Wednesday, March 26, 2008

Bad Begets Bad

I’ve often wondered who the faceless people are behind mean-spirited reviews. Take for instance the vote on Sarah Jessica Parker in Maxim magazine. What they did to Sarah and the rest of the women on the list was just plain cruel and completely unnecessary. Were they getting bored with their ‘perfect’ women? Why did they feel the need to share with the rest of the world their anger and spite for anybody or anything that didn’t meet their expectations?

I don’t get it.

Plain and simple, mean-spirited reviews are bad for everybody. When you’re mean, that negativity gets passed along, spreading just as quickly and destructively as the plague. This isn’t rocket science. Bad begets bad. I can understand why people do it, though. It’s easy to be mean. It’s easy to use cruel, snarky words to get your point across. Putting others down can make you feel clever and powerful. If you’ve been on the receiving end of cruelty, it’s tempting to do the same back. Eventually it doesn’t matter who you’re taunting. Everybody’s your target. But being a big meany doesn’t do anybody any good. It just makes people either very (and sometimes homicidally) angry or depressed and afraid. No wonder people don’t want to leave their houses. No wonder kids don’t want to go to school, or adults to work. Even worse, in this internet age of ours, people can be mean and attack you and still remain anonymous. How scary is that?

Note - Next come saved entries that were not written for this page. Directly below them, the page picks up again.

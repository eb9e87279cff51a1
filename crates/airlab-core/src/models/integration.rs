// ABOUTME: Messaging integration model (Telegram, VK, WhatsApp) attached to an assistant
// ABOUTME: Channel credentials live in a JSON config column and are redacted for display
//
// SPDX-License-Identifier: MIT OR Apache-2.0
// Copyright (c) 2025 Air Lab

use super::Channel;
use chrono::{DateTime, Utc};
use serde::{Deserialize, Serialize};
use serde_json::Value;
use uuid::Uuid;

/// Config keys holding credentials
const SECRET_KEYS: &[&str] = &["bot_token", "access_token", "verify_token", "secret_key"];

/// Messenger integration
#[derive(Debug, Clone, Serialize, Deserialize)]
pub struct Integration {
    /// Local ID
    pub id: Uuid,
    /// Owner
    pub user_id: Uuid,
    /// Assistant answering the channel
    pub assistant_id: Uuid,
    /// Messenger
    pub channel: Channel,
    /// Display name
    pub name: String,
    /// Channel credentials and options
    pub config: Value,
    /// Secret path segment authenticating inbound webhooks
    pub webhook_secret: String,
    /// Disabled integrations ignore inbound traffic
    pub is_active: bool,
    /// Creation timestamp
    pub created_at: DateTime<Utc>,
    /// Last update timestamp
    pub updated_at: DateTime<Utc>,
}

impl Integration {
    /// String value of a config key
    #[must_use]
    pub fn config_str(&self, key: &str) -> Option<&str> {
        self.config
            .get(key)
            .and_then(Value::as_str)
            .filter(|v| !v.is_empty())
    }

    /// Config with credential values masked
    #[must_use]
    pub fn redacted_config(&self) -> Value {
        let mut config = self.config.clone();
        if let Some(map) = config.as_object_mut() {
            for key in SECRET_KEYS {
                if let Some(value) = map.get_mut(*key) {
                    let masked = value
                        .as_str()
                        .map(|s| {
                            let tail: String = s.chars().rev().take(4).collect();
                            format!("****{}", tail.chars().rev().collect::<String>())
                        })
                        .unwrap_or_else(|| "****".to_owned());
                    *value = Value::String(masked);
                }
            }
        }
        config
    }
}

#[cfg(test)]
mod tests {
    use super::*;
    use serde_json::json;

    #[test]
    fn test_redacted_config_masks_tokens() {
        let now = Utc::now();
        let integration = Integration {
            id: Uuid::new_v4(),
            user_id: Uuid::new_v4(),
            assistant_id: Uuid::new_v4(),
            channel: Channel::Telegram,
            name: "bot".into(),
            config: json!({"bot_token": "123456:ABCDEF", "greeting": "hi"}),
            webhook_secret: "s".into(),
            is_active: true,
            created_at: now,
            updated_at: now,
        };
        let redacted = integration.redacted_config();
        assert_eq!(redacted["bot_token"], "****CDEF");
        assert_eq!(redacted["greeting"], "hi");
    }
}
// ABOUTME: Shared test utilities and setup functions for integration tests
// ABOUTME: Builds in-memory server resources with fakes and creates signed-in users
//
// SPDX-License-Identifier: MIT OR Apache-2.0
// Copyright (c) 2025 Air Lab
#![allow(
    dead_code,
    clippy::missing_errors_doc,
    clippy::missing_panics_doc,
    clippy::must_use_candidate,
    clippy::unwrap_used,
    clippy::expect_used
)]
//! Shared test utilities for `airlab_assistant_builder`
//!
//! Every test gets its own in-memory `SQLite` database, a temporary object
//! directory and fresh fakes of the external services.

use crate::helpers::fakes::{FakeAssistantsApi, FakeDocumentFetcher, RecordingChannelClient};
use airlab_assistant_builder::{
    auth::AuthManager,
    config::{
        AuthConfig, CorsConfig, DatabaseConfig, Environment, OpenAiConfig, RunPollConfig,
        ServerConfig, StorageConfig,
    },
    database_plugins::{factory::Database, DatabaseProvider},
    models::{Assistant, BillingPlan, User, UserRole},
    resources::ServerResources,
    server::build_router,
    services::assistants::{create_assistant, CreateAssistantRequest},
    storage::LocalObjectStorage,
};
use axum::Router;
use std::sync::{Arc, Once};
use tempfile::TempDir;

static INIT_LOGGER: Once = Once::new();

/// Password used for every test account
pub const TEST_PASSWORD: &str = "correct-horse-battery";

/// Initialize quiet logging for tests (call once per test process)
pub fn init_test_logging() {
    INIT_LOGGER.call_once(|| {
        let log_level = match std::env::var("TEST_LOG").as_deref() {
            Ok("TRACE") => tracing::Level::TRACE,
            Ok("DEBUG") => tracing::Level::DEBUG,
            Ok("INFO") => tracing::Level::INFO,
            _ => tracing::Level::WARN,
        };

        tracing_subscriber::fmt()
            .with_max_level(log_level)
            .with_test_writer()
            .init();
    });
}

/// Standard test database setup
pub async fn create_test_database() -> Database {
    init_test_logging();
    Database::new("sqlite::memory:")
        .await
        .expect("in-memory database")
}

/// Configuration for tests: fast run polling, no secrets
pub fn test_config(object_dir: &TempDir) -> ServerConfig {
    ServerConfig {
        host: "127.0.0.1".to_owned(),
        http_port: 0,
        environment: Environment::Testing,
        public_base_url: "https://airlab.test".to_owned(),
        database: DatabaseConfig {
            url: "sqlite::memory:".to_owned(),
        },
        auth: AuthConfig {
            session_secret: Some("test-session-secret".to_owned()),
            session_ttl_hours: 24,
            bootstrap_admin_email: None,
            bootstrap_admin_password: None,
        },
        openai: OpenAiConfig {
            api_key: Some("sk-test".to_owned()),
            base_url: "http://openai.invalid/v1".to_owned(),
            default_model: "gpt-4o-mini".to_owned(),
            summary_model: "gpt-4o-mini".to_owned(),
            timeout_secs: 5,
        },
        storage: StorageConfig {
            private_object_dir: object_dir.path().to_path_buf(),
            public_search_paths: Vec::new(),
            max_upload_bytes: 1024 * 1024,
        },
        cors: CorsConfig {
            allowed_origins: vec!["*".to_owned()],
        },
        run_poll: RunPollConfig {
            max_attempts: 5,
            interval_ms: 1,
        },
    }
}

/// A fully wired application backed by fakes
pub struct TestApp {
    pub resources: Arc<ServerResources>,
    pub openai: Arc<FakeAssistantsApi>,
    pub fetcher: Arc<FakeDocumentFetcher>,
    pub channels: Arc<RecordingChannelClient>,
    object_dir: TempDir,
}

impl TestApp {
    pub async fn new() -> Self {
        let object_dir = TempDir::new().expect("temp dir");
        let config = test_config(&object_dir);
        Self::with_config(object_dir, config).await
    }

    pub async fn with_config(object_dir: TempDir, config: ServerConfig) -> Self {
        let database = create_test_database().await;
        let auth = AuthManager::new(b"test-session-secret", config.auth.session_ttl_hours);
        let openai = Arc::new(FakeAssistantsApi::default());
        let fetcher = Arc::new(FakeDocumentFetcher::default());
        let channels = Arc::new(RecordingChannelClient::default());
        let storage = Arc::new(
            LocalObjectStorage::new(object_dir.path().to_path_buf())
                .await
                .expect("object storage"),
        );

        let resources = Arc::new(ServerResources::new(
            database,
            auth,
            openai.clone(),
            storage,
            fetcher.clone(),
            channels.clone(),
            Arc::new(config),
        ));

        Self {
            resources,
            openai,
            fetcher,
            channels,
            object_dir,
        }
    }

    /// The complete router with middleware
    pub fn router(&self) -> Router {
        build_router(self.resources.clone())
    }

    pub fn database(&self) -> &Database {
        &self.resources.database
    }

    /// Create an active user and return it with a session token
    pub async fn create_user(&self, email: &str) -> (User, String) {
        self.create_user_with_role(email, UserRole::User).await
    }

    /// Create an administrator and return it with a session token
    pub async fn create_admin(&self, email: &str) -> (User, String) {
        self.create_user_with_role(email, UserRole::Admin).await
    }

    async fn create_user_with_role(&self, email: &str, role: UserRole) -> (User, String) {
        let hash = self
            .resources
            .auth
            .hash_password(TEST_PASSWORD)
            .await
            .unwrap();
        let mut user = User::new(email.to_owned(), hash, None);
        user.role = role;
        let token = self.insert_user(&user).await;
        (user, token)
    }

    /// Store a prepared user as-is and sign it in
    pub async fn insert_user(&self, user: &User) -> String {
        self.database().create_user(user).await.unwrap();
        let (token, _session) = self
            .resources
            .auth
            .login(self.database(), user, None)
            .await
            .unwrap();
        token
    }

    /// Give a user a plan and usage counter directly
    pub async fn set_usage(&self, user: &User, plan: BillingPlan, messages_used: i64) {
        self.database().set_user_plan(user.id, plan).await.unwrap();
        self.database().reset_messages_used(user.id).await.unwrap();
        for _ in 0..messages_used {
            self.database()
                .increment_messages_used(user.id)
                .await
                .unwrap();
        }
    }

    /// Create an assistant owned by `user` through the service layer
    pub async fn create_assistant(&self, user: &User, name: &str) -> Assistant {
        let request: CreateAssistantRequest = serde_json::from_value(serde_json::json!({
            "name": name,
            "instructions": "Answer customer questions.",
        }))
        .unwrap();
        create_assistant(
            self.database(),
            self.openai.as_ref(),
            user.id,
            "gpt-4o-mini",
            request,
        )
        .await
        .unwrap()
    }
}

I can relate to what happened to Sarah. Not on the same level…I don’t have the whole world looking at me. But my experience was crushing all the same. I received my first bad review on Amazon recently. While reading it, I could feel my face flushing as adrenaline rushed through me. It was not a nice review, and I didn’t like reading it in the least. I can only imagine what she felt like hearing about Maxim’s vote.

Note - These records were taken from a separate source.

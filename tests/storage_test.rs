// ABOUTME: Tests for filesystem object storage and public search path resolution
// ABOUTME: Uses temporary directories to verify metadata sidecars and traversal rejection
//
// SPDX-License-Identifier: MIT OR Apache-2.0
// Copyright (c) 2025 Air Lab

#![allow(clippy::unwrap_used, clippy::expect_used, clippy::panic)]
#![allow(missing_docs)]

use airlab_assistant_builder::errors::ErrorCode;
use airlab_assistant_builder::storage::{
    find_public_object, new_object_path, LocalObjectStorage, ObjectMetadata, ObjectStorage,
};
use bytes::Bytes;
use tempfile::TempDir;
use uuid::Uuid;

fn metadata(file_name: &str) -> ObjectMetadata {
    ObjectMetadata {
        owner_id: Uuid::new_v4(),
        content_type: Some("text/plain".to_owned()),
        file_name: file_name.to_owned(),
    }
}

#[tokio::test]
async fn test_put_get_delete_round_trip() {
    let dir = TempDir::new().unwrap();
    let storage = LocalObjectStorage::new(dir.path().join("objects"))
        .await
        .unwrap();
    let path = new_object_path("menu.txt");
    let meta = metadata("menu.txt");

    storage
        .put(&path, Bytes::from_static(b"Pizza 12 EUR"), &meta)
        .await
        .unwrap();
    assert!(storage.root().join(&path).is_file());

    let (bytes, stored) = storage.get(&path).await.unwrap();
    assert_eq!(bytes.as_ref(), b"Pizza 12 EUR");
    assert_eq!(stored, meta);

    storage.delete(&path).await.unwrap();
    let err = storage.get(&path).await.unwrap_err();
    assert_eq!(err.code, ErrorCode::ResourceNotFound);

    // Deleting twice is fine
    storage.delete(&path).await.unwrap();
}

#[tokio::test]
async fn test_traversal_paths_never_touch_disk() {
    let dir = TempDir::new().unwrap();
    let storage = LocalObjectStorage::new(dir.path()).await.unwrap();

    for bad in ["../escape.txt", "/etc/passwd", "uploads/../../x", "uploads\\x"] {
        let err = storage
            .put(bad, Bytes::from_static(b"x"), &metadata("x"))
            .await
            .unwrap_err();
        assert_eq!(err.code, ErrorCode::InvalidInput, "{bad}");
    }
    assert!(!dir.path().parent().unwrap().join("escape.txt").exists());
}

#[tokio::test]
async fn test_find_public_object_uses_first_match() {
    let first = TempDir::new().unwrap();
    let second = TempDir::new().unwrap();
    std::fs::create_dir_all(second.path().join("css")).unwrap();
    std::fs::write(second.path().join("css/site.css"), "body{}").unwrap();
    std::fs::write(first.path().join("logo.svg"), "<svg/>").unwrap();
    std::fs::write(second.path().join("logo.svg"), "<svg id=\"second\"/>").unwrap();
    let search = vec![first.path().to_path_buf(), second.path().to_path_buf()];

    let found = find_public_object(&search, "css/site.css").await.unwrap();
    assert_eq!(found, Some(second.path().join("css/site.css")));

    let logo = find_public_object(&search, "logo.svg").await.unwrap();
    assert_eq!(logo, Some(first.path().join("logo.svg")));

    assert!(find_public_object(&search, "missing.png")
        .await
        .unwrap()
        .is_none());
    // Directories are not served
    assert!(find_public_object(&search, "css").await.unwrap().is_none());
}

#[tokio::test]
async fn test_find_public_object_rejects_traversal() {
    let dir = TempDir::new().unwrap();
    let err = find_public_object(&[dir.path().to_path_buf()], "../secret")
        .await
        .unwrap_err();
    assert_eq!(err.code, ErrorCode::InvalidInput);
}
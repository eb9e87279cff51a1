// ABOUTME: Assistant lifecycle service keeping local records and OpenAI assistants in step
// ABOUTME: Creation and updates go to OpenAI first; deletion cleans up remotely on a best-effort basis
//
// SPDX-License-Identifier: MIT OR Apache-2.0
// Copyright (c) 2025 Air Lab

use crate::constants::defaults;
use crate::database_plugins::factory::Database;
use crate::database_plugins::shared::validation::{
    validate_assistant_name, validate_model, validate_temperature,
};
use crate::database_plugins::DatabaseProvider;
use crate::errors::AppResult;
use crate::models::{Assistant, AssistantTool};
use crate::openai::{AssistantParams, AssistantsApi};
use crate::storage::ObjectStorage;
use chrono::Utc;
use serde::Deserialize;
use serde_json::Value;
use tracing::{info, warn};
use uuid::Uuid;

/// Fields accepted when creating an assistant
#[derive(Debug, Clone, Deserialize)]
pub struct CreateAssistantRequest {
    /// Display name
    pub name: String,
    /// Description
    #[serde(default)]
    pub description: Option<String>,
    /// System instructions
    #[serde(default)]
    pub instructions: Option<String>,
    /// Model, defaults to the configured model
    #[serde(default)]
    pub model: Option<String>,
    /// Temperature, defaults to 0.7
    #[serde(default)]
    pub temperature: Option<f32>,
    /// Enabled tools
    #[serde(default)]
    pub tools: Vec<AssistantTool>,
    /// Existing vector store to search
    #[serde(default)]
    pub vector_store_id: Option<String>,
    /// Free-form UI settings
    #[serde(default)]
    pub settings: Option<Value>,
}

/// Partial assistant update
#[derive(Debug, Clone, Default, Deserialize)]
pub struct UpdateAssistantRequest {
    /// Display name
    pub name: Option<String>,
    /// Description
    pub description: Option<String>,
    /// System instructions
    pub instructions: Option<String>,
    /// Model
    pub model: Option<String>,
    /// Temperature
    pub temperature: Option<f32>,
    /// Enabled tools
    pub tools: Option<Vec<AssistantTool>>,
    /// Vector store to search
    pub vector_store_id: Option<String>,
    /// Free-form UI settings
    pub settings: Option<Value>,
    /// Whether the public widget and channels answer
    pub is_active: Option<bool>,
}

/// Create an assistant on `OpenAI` and persist its mirror
///
/// # Errors
///
/// Validation errors, upstream errors (nothing is stored), database errors
pub async fn create_assistant(
    database: &Database,
    api: &dyn AssistantsApi,
    user_id: Uuid,
    default_model: &str,
    request: CreateAssistantRequest,
) -> AppResult<Assistant> {
    let now = Utc::now();
    let mut assistant = Assistant {
        id: Uuid::new_v4(),
        user_id,
        openai_assistant_id: None,
        name: request.name.trim().to_owned(),
        description: request.description.filter(|d| !d.trim().is_empty()),
        instructions: request.instructions.unwrap_or_default(),
        model: request.model.unwrap_or_else(|| default_model.to_owned()),
        temperature: request.temperature.unwrap_or(defaults::TEMPERATURE),
        tools: request.tools,
        vector_store_id: request.vector_store_id.filter(|v| !v.is_empty()),
        settings: request.settings.unwrap_or_else(|| Value::Object(serde_json::Map::new())),
        is_active: true,
        created_at: now,
        updated_at: now,
    };
    validate(&assistant)?;
    if assistant.vector_store_id.is_some() {
        assistant.ensure_file_search();
    }

    let remote = api
        .create_assistant(&AssistantParams::from_assistant(&assistant))
        .await?;
    assistant.openai_assistant_id = Some(remote.id);
    database.create_assistant(&assistant).await?;
    info!(assistant_id = %assistant.id, user_id = %user_id, "Created assistant");
    Ok(assistant)
}

fn validate(assistant: &Assistant) -> AppResult<()> {
    validate_assistant_name(&assistant.name)?;
    validate_model(&assistant.model)?;
    validate_temperature(assistant.temperature)
}

/// Apply a partial update and push it to `OpenAI`
///
/// # Errors
///
/// Validation errors, upstream errors (nothing is stored), database errors
pub async fn update_assistant(
    database: &Database,
    api: &dyn AssistantsApi,
    mut assistant: Assistant,
    request: UpdateAssistantRequest,
) -> AppResult<Assistant> {
    if let Some(name) = request.name {
        assistant.name = name.trim().to_owned();
    }
    if let Some(description) = request.description {
        assistant.description = Some(description).filter(|d| !d.trim().is_empty());
    }
    if let Some(instructions) = request.instructions {
        assistant.instructions = instructions;
    }
    if let Some(model) = request.model {
        assistant.model = model;
    }
    if let Some(temperature) = request.temperature {
        assistant.temperature = temperature;
    }
    if let Some(tools) = request.tools {
        assistant.tools = tools;
    }
    if let Some(vector_store_id) = request.vector_store_id {
        assistant.vector_store_id = Some(vector_store_id).filter(|v| !v.is_empty());
    }
    if let Some(settings) = request.settings {
        assistant.settings = settings;
    }
    if let Some(is_active) = request.is_active {
        assistant.is_active = is_active;
    }
    validate(&assistant)?;
    if assistant.vector_store_id.is_some() {
        assistant.ensure_file_search();
    }

    if let Some(remote_id) = assistant.openai_assistant_id.as_deref() {
        api.update_assistant(remote_id, &AssistantParams::from_assistant(&assistant))
            .await?;
    }
    assistant.updated_at = Utc::now();
    database.update_assistant(&assistant).await?;
    Ok(assistant)
}

/// Delete an assistant locally after best-effort remote cleanup
///
/// # Errors
///
/// Returns an error only if the database delete fails
pub async fn delete_assistant(
    database: &Database,
    api: &dyn AssistantsApi,
    storage: &dyn ObjectStorage,
    assistant: &Assistant,
) -> AppResult<()> {
    delete_remote(api, assistant).await;
    delete_stored_objects(database, storage, assistant.id).await;

    database.delete_assistant(assistant.id).await?;
    info!(assistant_id = %assistant.id, "Deleted assistant");
    Ok(())
}

/// Delete the `OpenAI` assistant and vector store, logging failures
pub async fn delete_remote(api: &dyn AssistantsApi, assistant: &Assistant) {
    if let Some(remote_id) = assistant.openai_assistant_id.as_deref() {
        if let Err(e) = api.delete_assistant(remote_id).await {
            warn!(remote_id, "Failed to delete OpenAI assistant: {e}");
        }
    }
    if let Some(vector_store_id) = assistant.vector_store_id.as_deref() {
        if let Err(e) = api.delete_vector_store(vector_store_id).await {
            warn!(vector_store_id, "Failed to delete vector store: {e}");
        }
    }
}

/// Delete the stored knowledge-base files of an assistant, logging failures
pub async fn delete_stored_objects(
    database: &Database,
    storage: &dyn ObjectStorage,
    assistant_id: Uuid,
) {
    match database.list_kb_entries(assistant_id).await {
        Ok(entries) => {
            for entry in entries {
                if let Err(e) = storage.delete(&entry.object_path).await {
                    warn!(object_path = %entry.object_path, "Failed to delete stored object: {e}");
                }
            }
        }
        Err(e) => warn!(assistant_id = %assistant_id, "Failed to list knowledge base: {e}"),
    }
}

My publisher warned me about getting my first bad review. To be honest, I didn’t think it would happen. Stupid, I know. And arrogant. It’s not that I think my book is so great, I just never thought it would inspire such ire. But it seems that I am not immune to getting slammed. Dang.

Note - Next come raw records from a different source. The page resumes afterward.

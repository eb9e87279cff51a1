// ABOUTME: HTTP server assembly: merges domain routers and applies the middleware stack
// ABOUTME: Also bootstraps the configured admin account and serves with graceful shutdown
//
// SPDX-License-Identifier: MIT OR Apache-2.0
// Copyright (c) 2025 Air Lab

use crate::database_plugins::shared::validation::{validate_email, validate_password};
use crate::database_plugins::DatabaseProvider;
use crate::errors::{AppError, AppResult};
use crate::middleware::{log_requests, setup_cors, widget_cors};
use crate::models::{User, UserRole};
use crate::resources::ServerResources;
use crate::routes::{
    AdminRoutes, AssistantRoutes, AuthRoutes, ConversationRoutes, GoogleDocsRoutes,
    HealthRoutes, ImageRoutes, IntegrationRoutes, KnowledgeBaseRoutes, ObjectRoutes, UserRoutes,
    VectorStoreRoutes, WebhookRoutes, WidgetRoutes,
};
use axum::{extract::DefaultBodyLimit, middleware, Router};
use chrono::Utc;
use std::sync::Arc;
use std::time::Duration;
use tower_http::{timeout::TimeoutLayer, trace::TraceLayer};
use tracing::{info, warn};

/// Whole-request timeout, above the worst-case run poll
const REQUEST_TIMEOUT_SECS: u64 = 180;

/// Room for multipart boundaries and text fields on top of the file limit
const MULTIPART_OVERHEAD_BYTES: usize = 64 * 1024;

/// Build the complete application router
///
/// The widget router carries its own any-origin CORS layer; every other
/// route follows the configured origin list.
pub fn build_router(resources: Arc<ServerResources>) -> Router {
    let body_limit = resources.config.storage.max_upload_bytes + MULTIPART_OVERHEAD_BYTES;

    let api = Router::new()
        .merge(HealthRoutes::routes(resources.clone()))
        .merge(AuthRoutes::routes(resources.clone()))
        .merge(UserRoutes::routes(resources.clone()))
        .merge(AssistantRoutes::routes(resources.clone()))
        .merge(ConversationRoutes::routes(resources.clone()))
        .merge(KnowledgeBaseRoutes::routes(resources.clone()))
        .merge(GoogleDocsRoutes::routes(resources.clone()))
        .merge(VectorStoreRoutes::routes(resources.clone()))
        .merge(ObjectRoutes::routes(resources.clone()))
        .merge(IntegrationRoutes::routes(resources.clone()))
        .merge(WebhookRoutes::routes(resources.clone()))
        .merge(ImageRoutes::routes(resources.clone()))
        .merge(AdminRoutes::routes(resources.clone()))
        .layer(setup_cors(&resources.config));
    let widget = WidgetRoutes::routes(resources).layer(widget_cors());

    Router::new()
        .merge(api)
        .merge(widget)
        .layer(DefaultBodyLimit::max(body_limit))
        .layer(middleware::from_fn(log_requests))
        .layer(TimeoutLayer::new(Duration::from_secs(REQUEST_TIMEOUT_SECS)))
        .layer(TraceLayer::new_for_http())
}

/// Create the configured admin account when it does not exist yet
///
/// An existing account with that email is promoted to admin.
///
/// # Errors
///
/// Returns an error for invalid bootstrap credentials or database failures
pub async fn bootstrap_admin(resources: &ServerResources) -> AppResult<()> {
    let auth_config = &resources.config.auth;
    let (Some(email), Some(password)) = (
        auth_config.bootstrap_admin_email.as_deref(),
        auth_config.bootstrap_admin_password.as_deref(),
    ) else {
        return Ok(());
    };
    let email = email.trim().to_lowercase();
    validate_email(&email)?;
    validate_password(password)?;

    if let Some(existing) = resources.database.get_user_by_email(&email).await? {
        if !existing.role.is_admin() {
            resources
                .database
                .update_user_status(existing.id, UserRole::Admin, existing.is_active)
                .await?;
            warn!(user_id = %existing.id, "Promoted existing account to admin");
        }
        return Ok(());
    }

    let password_hash = resources.auth.hash_password(password).await?;
    let mut admin = User::new(email, password_hash, Some("Administrator".to_owned()));
    admin.role = UserRole::Admin;
    resources.database.create_user(&admin).await?;
    info!(user_id = %admin.id, "Created bootstrap admin account");
    Ok(())
}

/// Remove expired sessions left over from previous runs
///
/// # Errors
///
/// Returns an error if the delete fails
pub async fn purge_expired_sessions(resources: &ServerResources) -> AppResult<u64> {
    let purged = resources
        .database
        .purge_expired_sessions(Utc::now())
        .await?;
    if purged > 0 {
        info!(purged, "Purged expired sessions");
    }
    Ok(purged)
}

async fn shutdown_signal() {
    if let Err(e) = tokio::signal::ctrl_c().await {
        warn!("Failed to listen for shutdown signal: {e}");
        std::future::pending::<()>().await;
    }
    info!("Shutdown signal received");
}

/// Bind and serve until Ctrl-C
///
/// # Errors
///
/// Returns an error if the listener cannot be bound or the server fails
pub async fn run(resources: Arc<ServerResources>) -> AppResult<()> {
    let addr = format!(
        "{}:{}",
        resources.config.host, resources.config.http_port
    );
    let listener = tokio::net::TcpListener::bind(&addr)
        .await
        .map_err(|e| AppError::config(format!("Failed to bind {addr}: {e}")))?;
    info!("HTTP server listening on http://{addr}");

    axum::serve(listener, build_router(resources))
        .with_graceful_shutdown(shutdown_signal())
        .await
        .map_err(|e| AppError::internal(format!("HTTP server error: {e}")))
}
// ABOUTME: Shared test helpers and utilities for integration tests
// ABOUTME: Exports the axum request helper and in-process fakes of external services
//
// SPDX-License-Identifier: MIT OR Apache-2.0
// Copyright (c) 2025 Air Lab

#![allow(clippy::unwrap_used, clippy::expect_used, clippy::panic)]
#![allow(dead_code)]

pub mod axum_test;
pub mod fakes;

Of course I don’t agree with my negative reviewer’s words (though I completely agree with those who gave the glowing reviews). Still, a part of me started to doubt my work. Was it really that bad? Why didn’t anyone tell me? Are they all just being nice when they say they like my book? Is this like those people on American Idol who say their friends and family tell them they have a great voice, but who really don’t, the poor things? Am I that person?

What have I learned from this experience? Well, a few things. But one big one…when you produce something for the world, expect it, and yourself, to get spit on. Even the greats have gotten bad reviews, and lots of them. Somehow it makes it easier to swallow my own humiliation to know that people I hold in high regard had their battles with mean-spirited people, too. Misery loves company, I guess. Or maybe it’s just knowing that I’m not the only one.

Throughout the day, bad thoughts went through my mind aimed directly at the M.B. and his/her review. I was angry, but worse, I felt helpless. M.B. is in the driver’s seat and there’s nothing I can do, save write this blog, to make things better. I do think M.B. was being a little unfair and this felt more like a personal attack than an attack on my book (this person has written no other reviews, just one on my book). But then I read some reviews on a current and very well-known author that were just as mean and just as negative and just as personal.

So maybe it’s not me, it’s the reviewer! Ha!

I completely agree with freedom of speech…I think M.B. had every right to express his/her opinion about my book, even if it was a negative one. But to do so in such a vitriolic way, that’s what bothers me the most. And to do it while hiding behind a pseudonym seems rather cowardly and suspicious to me. If you want to give your opinion, if you want to stand up and be counted, then show your face, or at least give your name. If you have the right to express what you think, I have the right to know who you are. I’m putting myself out there, now it’s your turn!

At any rate, I just wanted to relate my experience so that other aspiring authors out there won’t feel so alone if (when) this happens to you. Maybe we should form a support group for Authors Suffering From Reviews. Solidarity is a good thing. Through this experience, I have gained a lot of good wisdom and support from my friends and family, and from some wonderful people who barely know me! It has also helped to write about my experience. At first I thought that maybe I shouldn’t. Why tell the world that someone didn’t like my book? I should just ignore the bad review (and I will with the rest of them - because there will be more, I’m sure), but I promised myself when I started writing this blog that I would deal with the good, the bad and the ugly of getting published. Well, this is the ugly. Anyway, maybe I can save others some grief. It’s something to hang onto, anyway.

After all this, I am reminded of Sarah in the Labyrinth who says to the Goblin King, Jareth, "You have no power over me." Perhaps, in the end, that’s what we all need to remember.